Repeat exactly the line containing "let mut acc" and every line after it in the entries, and nothing besides.

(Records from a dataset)
━━━━

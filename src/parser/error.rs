use crate::parser::ContentLineError;

/// Errors of the strict entry point. The lenient parser never fails.
#[derive(Debug, thiserror::Error, PartialEq, Eq)]
pub enum ParserError {
    #[error("empty input")]
    EmptyInput,
    #[error("missing header, expected BEGIN:VCALENDAR")]
    MissingHeader,
    #[error("content line error: {0}")]
    ContentLineError(#[from] ContentLineError),
}
use chrono::NaiveDate;
use derive_more::Deref;

use crate::{
    ParserOptions,
    component::{CalendarItem, ItemError, ItemView, date_of},
};

/// Read-only view of a `VTODO` item.
#[derive(Debug, Clone, Copy, PartialEq, Eq, Deref)]
pub struct Todo<'a> {
    #[deref]
    item: &'a CalendarItem,
    options: ParserOptions,
}

impl<'a> ItemView<'a> for Todo<'a> {
    const NAME: &'static str = "VTODO";

    #[inline]
    fn from_item(item: &'a CalendarItem, options: ParserOptions) -> Self {
        Self { item, options }
    }
}

impl<'a> Todo<'a> {
    #[inline]
    pub fn item(&self) -> &'a CalendarItem {
        self.item
    }

    pub fn summary(&self) -> Result<String, ItemError> {
        self.item.get_text("SUMMARY")
    }

    pub fn description(&self) -> Result<String, ItemError> {
        self.item.get_text("DESCRIPTION")
    }

    pub fn start_date(&self) -> Option<NaiveDate> {
        date_of(self.item, "DTSTART", &self.options)
    }

    pub fn due_date(&self) -> Option<NaiveDate> {
        date_of(self.item, "DUE", &self.options)
    }
}
//! Unfold the physical lines of a document into logical lines.
//!
//! A physical line starting with a single space continues the previous logical
//! line. The space itself is removed, any further indentation is kept.
//!
//! # Examples
//!
//! ```rust
//! let reader = caldata_lite::LineReader::new("SUMMARY:Hello\r\n World\r\nUID:1");
//! let lines: Vec<_> = reader.map(|line| line.to_string()).collect();
//! assert_eq!(lines, ["SUMMARY:Hello World", "UID:1"]);
//! ```

use std::{borrow::Cow, fmt, iter::Peekable, str::Lines};

use crate::{BYTE_ORDER_MARK, FOLD_MARKER};

/// A logical line and the number of the physical line it starts on.
#[derive(Debug, Clone, PartialEq, Eq)]
pub struct Line<'a> {
    pub inner: Cow<'a, str>,
    number: usize,
}

impl<'a> Line<'a> {
    pub fn new(inner: impl Into<Cow<'a, str>>, number: usize) -> Self {
        Self {
            inner: inner.into(),
            number,
        }
    }

    #[inline]
    pub fn as_str(&self) -> &str {
        &self.inner
    }

    /// 1-based number of the first physical line.
    #[inline]
    pub fn number(&self) -> usize {
        self.number
    }
}

impl fmt::Display for Line<'_> {
    fn fmt(&self, f: &mut fmt::Formatter) -> fmt::Result {
        f.write_str(&self.inner)
    }
}

/// Lazy iterator over the logical lines of a document.
///
/// Both `\n` and `\r\n` terminate a physical line. Nothing is read ahead
/// except the single physical line needed to detect a continuation.
/// A leading byte order mark is dropped.
pub struct LineReader<'a> {
    lines: Peekable<Lines<'a>>,
    number: usize,
}

impl<'a> LineReader<'a> {
    pub fn new(input: &'a str) -> Self {
        Self {
            lines: input
                .strip_prefix(BYTE_ORDER_MARK)
                .unwrap_or(input)
                .lines()
                .peekable(),
            number: 0,
        }
    }
}

#[inline]
fn strip_fold(line: &str) -> &str {
    line.strip_prefix(FOLD_MARKER).unwrap_or(line)
}

impl<'a> Iterator for LineReader<'a> {
    type Item = Line<'a>;

    fn next(&mut self) -> Option<Self::Item> {
        let first = self.lines.next()?;
        self.number += 1;
        let start = self.number;

        // Most lines are not folded, borrow until a continuation shows up
        let mut acc = Cow::Borrowed(strip_fold(first));
        while let Some(continuation) = self.lines.next_if(|next| next.starts_with(FOLD_MARKER)) {
            self.number += 1;
            acc.to_mut().push_str(strip_fold(continuation));
        }

        Some(Line::new(acc, start))
    }
}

━━━━

• Exercise response
        let mut acc = Cow::Borrowed(strip_fold(first));
        while let Some(continuation) = self.lines.next_if(|next| next.starts_with(FOLD_MARKER)) {
            self.number += 1;
            acc.to_mut().push_str(strip_fold(continuation));
        }

        Some(Line::new(acc, start))
    }
}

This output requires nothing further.